§ EXERCISE PROMPT
The output should match the data below line for line.
====== RECORDS FOR THE TASK
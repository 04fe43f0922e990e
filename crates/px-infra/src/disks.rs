//! Disk provisioning for VM creation.
//!
//! Disks referenced by a new VM's device entries are allocated on their
//! storage before the VM is created, so the volume names are fixed up front.
//! The volume ids that were allocated are kept so they can be deleted as a
//! unit if creation does not succeed.

use std::collections::BTreeMap;

use pve_api::{DiskCreation, Params, path_segment};
use serde_json::{Value, json};
use tracing::{info, warn};

use crate::{Client, Error, Result};

const CONTROLLERS: [&str; 4] = ["ide", "sata", "scsi", "virtio"];

/// A disk to allocate: `storage:volume` plus its size.
#[derive(Debug, Clone, PartialEq, Eq)]
pub struct DiskDescriptor {
    /// Device key it came from, e.g. `scsi0`.
    pub device: String,
    pub storage: String,
    pub volume: String,
    /// Size as the API takes it, e.g. `32G`.
    pub size: String,
}

impl DiskDescriptor {
    /// `storage:volume`
    pub fn volume_id(&self) -> String {
        format!("{}:{}", self.storage, self.volume)
    }
}

/// `ide0`, `sata3`, `scsi12`, `virtio0`, ...
pub fn is_storage_device(key: &str) -> bool {
    CONTROLLERS.iter().any(|prefix| {
        key.strip_prefix(prefix)
            .is_some_and(|index| !index.is_empty() && index.bytes().all(|b| b.is_ascii_digit()))
    })
}

/// Split a device value such as `local-lvm:vm-101-disk-0,size=32G,media=disk`
/// into fields. A leading item without `=` is the `file` field.
pub fn parse_device_conf(conf: &str) -> BTreeMap<String, String> {
    let mut fields = BTreeMap::new();
    for (i, item) in conf.split(',').map(str::trim).enumerate() {
        match item.split_once('=') {
            Some((key, value)) => {
                fields.insert(key.trim().to_string(), value.trim().to_string());
            }
            None if i == 0 && !item.is_empty() => {
                fields.insert("file".to_string(), item.to_string());
            }
            None => {}
        }
    }
    fields
}

/// Split `storage:volume` at the first `:`.
pub fn split_volume_id(volume_id: &str) -> Result<(&str, &str)> {
    match volume_id.split_once(':') {
        Some((storage, volume)) if !storage.is_empty() && !volume.is_empty() => {
            Ok((storage, volume))
        }
        _ => Err(Error::MalformedDisk(volume_id.to_string())),
    }
}

/// Disks (`media=disk`) named by the controller entries of `params`.
/// Removable media and other keys are skipped.
pub fn disk_descriptors(params: &Params) -> Result<Vec<DiskDescriptor>> {
    let mut disks = Vec::new();
    for (key, value) in params {
        if !is_storage_device(key) {
            continue;
        }
        let conf = value
            .as_str()
            .ok_or_else(|| Error::MalformedDisk(format!("{key}: {value}")))?;
        let fields = parse_device_conf(conf);
        if fields.get("media").map(String::as_str) != Some("disk") {
            continue;
        }

        let file = fields
            .get("file")
            .ok_or_else(|| Error::MalformedDisk(format!("{key}: no file in '{conf}'")))?;
        let (storage, volume) = split_volume_id(file)?;
        let size = fields
            .get("size")
            .ok_or_else(|| Error::MalformedDisk(format!("{key}: no size in '{conf}'")))?;

        disks.push(DiskDescriptor {
            device: key.clone(),
            storage: storage.to_string(),
            volume: volume.to_string(),
            size: size.clone(),
        });
    }
    Ok(disks)
}

fn vmid_param(params: &Params) -> Result<u64> {
    match params.get("vmid") {
        Some(Value::Number(n)) => n.as_u64(),
        Some(Value::String(s)) => s.trim().parse().ok(),
        _ => None,
    }
    .ok_or(Error::MissingVmid)
}

impl Client {
    /// Allocate one disk and check the server named it as requested.
    pub async fn create_vm_disk(&self, node: &str, vmid: u64, disk: &DiskDescriptor) -> Result<()> {
        let path = format!(
            "/nodes/{}/storage/{}/content",
            path_segment(node),
            path_segment(&disk.storage)
        );
        let params = Params::from([
            ("vmid".to_string(), json!(vmid)),
            ("filename".to_string(), json!(disk.volume)),
            ("size".to_string(), json!(disk.size)),
        ]);

        let body = self.transport.post(&path, Some(&params)).await?;
        let created: DiskCreation = pve_api::decode(&body)?;

        let volume_id = disk.volume_id();
        if created.data.as_deref() != Some(volume_id.as_str()) {
            return Err(Error::DiskCreation(volume_id));
        }

        info!(node, vmid, disk = %volume_id, size = %disk.size, "vm disk created");
        Ok(())
    }

    /// Allocate every disk `params` names; returns their volume ids.
    ///
    /// If one allocation fails, the disks already allocated are deleted before
    /// the error is returned.
    pub(crate) async fn create_vm_disks(&self, node: &str, params: &Params) -> Result<Vec<String>> {
        let disks = disk_descriptors(params)?;
        if disks.is_empty() {
            return Ok(Vec::new());
        }
        let vmid = vmid_param(params)?;

        let mut created = Vec::with_capacity(disks.len());
        for disk in &disks {
            if let Err(e) = self.create_vm_disk(node, vmid, disk).await {
                if !created.is_empty() {
                    warn!(node, vmid, disks = ?created, error = %e, "disk allocation failed, removing allocated disks");
                    self.delete_vm_disks(node, &created).await?;
                }
                return Err(e);
            }
            created.push(disk.volume_id());
        }
        Ok(created)
    }

    /// Delete the given `storage:volume` disks from `node`.
    ///
    /// Every disk is attempted once; the first failure is returned.
    pub async fn delete_vm_disks(&self, node: &str, disks: &[String]) -> Result<()> {
        let mut first_err = None;
        for volume_id in disks {
            let (storage, volume) = match split_volume_id(volume_id) {
                Ok(parts) => parts,
                Err(e) => {
                    first_err.get_or_insert(e);
                    continue;
                }
            };

            let path = format!(
                "/nodes/{}/storage/{}/content/{}",
                path_segment(node),
                path_segment(storage),
                path_segment(volume)
            );
            match self.transport.delete(&path).await {
                Ok(_) => info!(node, disk = %volume_id, "vm disk deleted"),
                Err(source) => {
                    warn!(node, disk = %volume_id, error = %source, "failed to delete vm disk");
                    first_err.get_or_insert(Error::DiskRollback {
                        disk: volume_id.clone(),
                        source,
                    });
                }
            }
        }
        first_err.map_or(Ok(()), Err)
    }
}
============
§ ANSWER TO THE PROBLEM
repository 04fe43f0922e990e
filename crates/px-infra/src/disks.rs
//! Disk provisioning for VM creation.
//!
//! Disks referenced by a new VM's device entries are allocated on their
//! storage before the VM is created, so the volume names are fixed up front.
//! The volume ids that were allocated are kept so they can be deleted as a
//! unit if creation does not succeed.

use std::collections::BTreeMap;

use pve_api::{DiskCreation, Params, path_segment};
use serde_json::{Value, json};
use tracing::{info, warn};

use crate::{Client, Error, Result};

const CONTROLLERS: [&str; 4] = ["ide", "sata", "scsi", "virtio"];

/// A disk to allocate: `storage:volume` plus its size.
#[derive(Debug, Clone, PartialEq, Eq)]
pub struct DiskDescriptor {
    /// Device key it came from, e.g. `scsi0`.
    pub device: String,
    pub storage: String,
    pub volume: String,
    /// Size as the API takes it, e.g. `32G`.
    pub size: String,
}

impl DiskDescriptor {
    /// `storage:volume`
    pub fn volume_id(&self) -> String {
        format!("{}:{}", self.storage, self.volume)
    }
}

/// `ide0`, `sata3`, `scsi12`, `virtio0`, ...
pub fn is_storage_device(key: &str) -> bool {
    CONTROLLERS.iter().any(|prefix| {
        key.strip_prefix(prefix)
            .is_some_and(|index| !index.is_empty() && index.bytes().all(|b| b.is_ascii_digit()))
    })
}

/// Split a device value such as `local-lvm:vm-101-disk-0,size=32G,media=disk`
/// into fields. A leading item without `=` is the `file` field.
pub fn parse_device_conf(conf: &str) -> BTreeMap<String, String> {
    let mut fields = BTreeMap::new();
    for (i, item) in conf.split(',').map(str::trim).enumerate() {
        match item.split_once('=') {
            Some((key, value)) => {
                fields.insert(key.trim().to_string(), value.trim().to_string());
            }
            None if i == 0 && !item.is_empty() => {
                fields.insert("file".to_string(), item.to_string());
            }
            None => {}
        }
    }
    fields
}

/// Split `storage:volume` at the first `:`.
pub fn split_volume_id(volume_id: &str) -> Result<(&str, &str)> {
    match volume_id.split_once(':') {
        Some((storage, volume)) if !storage.is_empty() && !volume.is_empty() => {
            Ok((storage, volume))
        }
        _ => Err(Error::MalformedDisk(volume_id.to_string())),
    }
}

/// Disks (`media=disk`) named by the controller entries of `params`.
/// Removable media and other keys are skipped.
pub fn disk_descriptors(params: &Params) -> Result<Vec<DiskDescriptor>> {
    let mut disks = Vec::new();
    for (key, value) in params {
        if !is_storage_device(key) {
            continue;
        }
        let conf = value
            .as_str()
            .ok_or_else(|| Error::MalformedDisk(format!("{key}: {value}")))?;
        let fields = parse_device_conf(conf);
        if fields.get("media").map(String::as_str) != Some("disk") {
            continue;
        }

        let file = fields
            .get("file")
            .ok_or_else(|| Error::MalformedDisk(format!("{key}: no file in '{conf}'")))?;
        let (storage, volume) = split_volume_id(file)?;
        let size = fields
            .get("size")
            .ok_or_else(|| Error::MalformedDisk(format!("{key}: no size in '{conf}'")))?;

        disks.push(DiskDescriptor {
            device: key.clone(),
            storage: storage.to_string(),
            volume: volume.to_string(),
            size: size.clone(),
        });
    }
    Ok(disks)
}

fn vmid_param(params: &Params) -> Result<u64> {
    match params.get("vmid") {
        Some(Value::Number(n)) => n.as_u64(),
        Some(Value::String(s)) => s.trim().parse().ok(),
        _ => None,
    }
    .ok_or(Error::MissingVmid)
}

impl Client {
    /// Allocate one disk and check the server named it as requested.
    pub async fn create_vm_disk(&self, node: &str, vmid: u64, disk: &DiskDescriptor) -> Result<()> {
        let path = format!(
            "/nodes/{}/storage/{}/content",
            path_segment(node),
            path_segment(&disk.storage)
        );
        let params = Params::from([
            ("vmid".to_string(), json!(vmid)),
            ("filename".to_string(), json!(disk.volume)),
            ("size".to_string(), json!(disk.size)),
        ]);

        let body = self.transport.post(&path, Some(&params)).await?;
        let created: DiskCreation = pve_api::decode(&body)?;

        let volume_id = disk.volume_id();
        if created.data.as_deref() != Some(volume_id.as_str()) {
            return Err(Error::DiskCreation(volume_id));
        }

        info!(node, vmid, disk = %volume_id, size = %disk.size, "vm disk created");
        Ok(())
    }

    /// Allocate every disk `params` names; returns their volume ids.
    ///
    /// If one allocation fails, the disks already allocated are deleted before
    /// the error is returned.
    pub(crate) async fn create_vm_disks(&self, node: &str, params: &Params) -> Result<Vec<String>> {
        let disks = disk_descriptors(params)?;
        if disks.is_empty() {
            return Ok(Vec::new());
        }
        let vmid = vmid_param(params)?;

        let mut created = Vec::with_capacity(disks.len());
        for disk in &disks {
            if let Err(e) = self.create_vm_disk(node, vmid, disk).await {
                if !created.is_empty() {
                    warn!(node, vmid, disks = ?created, error = %e, "disk allocation failed, removing allocated disks");
                    self.delete_vm_disks(node, &created).await?;
                }
                return Err(e);
            }
            created.push(disk.volume_id());
        }
        Ok(created)
    }

    /// Delete the given `storage:volume` disks from `node`.
    ///
    /// Every disk is attempted once; the first failure is returned.
    pub async fn delete_vm_disks(&self, node: &str, disks: &[String]) -> Result<()> {
        let mut first_err = None;
        for volume_id in disks {
            let (storage, volume) = match split_volume_id(volume_id) {
                Ok(parts) => parts,
                Err(e) => {
                    first_err.get_or_insert(e);
                    continue;
                }
            };

            let path = format!(
                "/nodes/{}/storage/{}/content/{}",
                path_segment(node),
                path_segment(storage),
                path_segment(volume)
            );
            match self.transport.delete(&path).await {
                Ok(_) => info!(node, disk = %volume_id, "vm disk deleted"),
                Err(source) => {
                    warn!(node, disk = %volume_id, error = %source, "failed to delete vm disk");
                    first_err.get_or_insert(Error::DiskRollback {
                        disk: volume_id.clone(),
                        source,
                    });
                }
            }
        }
        first_err.map_or(Ok(()), Err)
    }
}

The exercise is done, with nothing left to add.